In vivo efficacy study

LLC cells (1 × 106 cells/200 μl DMEM media) were subcutaneously inoculated into the shaved right lateral flank of C57BL/6 female mice 24 h post-irradiation. Treatments were started when tumor volume reached 100–150 mm3 and this day was designated as day 0. Non-tumor-bearing C57BL/6 female mice were injected intravenous with either DHA or PEG-DHA conjugates as a single dose of 50 mg/kg or multiple 10 mg/kg doses (every 2d, q2d × 5). It is important to note that the doses or concentrations of PEG-DHA conjugates in this study refer to DHA equivalents. For example, a dose of 50 mg/kg of 8armPEG40K-DHA means that the dose contains 50 mg/kg of DHA and 1063 mg/kg (21-fold higher) of whole conjugate, here the loading of DHA in the whole 8armPEG40K-DHA is 4.70%. The mice were randomly divided into the following groups: PBS, DHA, 4armPEG40K-DHA, 8armPEG20K-DHA and 8armPEG40K-DHA were administrated via tail intravenous injection. The corresponding tumor volume data were collected by measuring tumor diameter with an electronic caliper every day.

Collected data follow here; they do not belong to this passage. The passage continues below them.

//! Historical totals over the whole activity store

use serde::Serialize;
use std::collections::BTreeMap;

use crate::activity::total_hours;
use crate::types::{ActivityStore, ActivityType};

/// Study and break totals for one period (a date or a `YYYY-MM` month)
#[derive(Debug, Clone, Serialize, PartialEq)]
pub struct PeriodTotals {
    pub period: String,
    pub study: f64,
    #[serde(rename = "break")]
    pub rest: f64,
}

#[derive(Debug, Clone, Serialize, PartialEq)]
pub struct Summary {
    pub average_study_hours: f64,
    pub average_break_hours: f64,
    pub study_days: usize,
}

/// Flat row of the detailed record listing
#[derive(Debug, Clone, Serialize, PartialEq)]
pub struct RecordRow {
    pub date: String,
    pub activity_type: ActivityType,
    pub hours: f64,
    pub memo: String,
    pub timestamp: String,
}

#[derive(Debug, Clone, Serialize)]
pub struct Analysis {
    pub daily: Vec<PeriodTotals>,
    pub monthly: Vec<PeriodTotals>,
    pub summary: Summary,
}

/// One row per date that has at least one record, oldest first
pub fn daily_totals(store: &ActivityStore) -> Vec<PeriodTotals> {
    store
        .iter()
        .filter(|(_, day)| !day.is_empty())
        .map(|(date, _)| PeriodTotals {
            period: date.clone(),
            study: total_hours(store, date, ActivityType::Study),
            rest: total_hours(store, date, ActivityType::Break),
        })
        .collect()
}

/// Daily totals rolled up by `YYYY-MM`, oldest first
pub fn monthly_totals(store: &ActivityStore) -> Vec<PeriodTotals> {
    let mut months: BTreeMap<String, (f64, f64)> = BTreeMap::new();
    for day in daily_totals(store) {
        let month = day.period.get(..7).unwrap_or(&day.period).to_string();
        let totals = months.entry(month).or_insert((0.0, 0.0));
        totals.0 += day.study;
        totals.1 += day.rest;
    }

    months
        .into_iter()
        .map(|(period, (study, rest))| PeriodTotals {
            period,
            study,
            rest,
        })
        .collect()
}

pub fn summary(daily: &[PeriodTotals]) -> Summary {
    let days = daily.len();
    let average = |pick: fn(&PeriodTotals) -> f64| {
        if days == 0 {
            0.0
        } else {
            daily.iter().map(pick).fold(0.0, |acc, h| acc + h) / days as f64
        }
    };

    Summary {
        average_study_hours: average(|day| day.study),
        average_break_hours: average(|day| day.rest),
        study_days: daily.iter().filter(|day| day.study > 0.0).count(),
    }
}

pub fn analyze(store: &ActivityStore) -> Analysis {
    let daily = daily_totals(store);
    Analysis {
        monthly: monthly_totals(store),
        summary: summary(&daily),
        daily,
    }
}

/// Every record, newest date first; log order is kept within a day
pub fn detailed_records(store: &ActivityStore) -> Vec<RecordRow> {
    store
        .iter()
        .rev()
        .flat_map(|(date, day)| {
            ActivityType::ALL.into_iter().flat_map(move |activity| {
                day.bucket(activity).iter().map(move |record| RecordRow {
                    date: date.clone(),
                    activity_type: activity,
                    hours: record.hours,
                    memo: record.memo.clone(),
                    timestamp: record.timestamp.clone(),
                })
            })
        })
        .collect()
}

Tumor volume was calculated using the formula: (L × W2)/2, where L is the longest and W is the shortest tumor diameter (millimeter). Relative tumor volume (RTV) was calculated at each measurement time point (where RTV was equal to the tumor volume at a given time point divided by the tumor volume prior to initial treatment). To monitor potential toxicity, we measured the weight of each mouse. For humane reasons, animals were killed and regarded as dead if the implanted tumor volume reached 5,000 mm3. To further evaluate the hematological toxicity of different PTX formulations, we collected 200 μl of blood of each mouse after final administration. Obtained blood was immediately evaluated by a blood cell analyzer (MEK-7222K, Japan).

Statistical

All experiments in this study were performed at least three times and the data were expressed as the mean ± standard deviation (SD). Statistical analyses were performed by analysis of variance (ANOVA). All statistical analyses were performed using a 95% confidence interval (p < 0.05).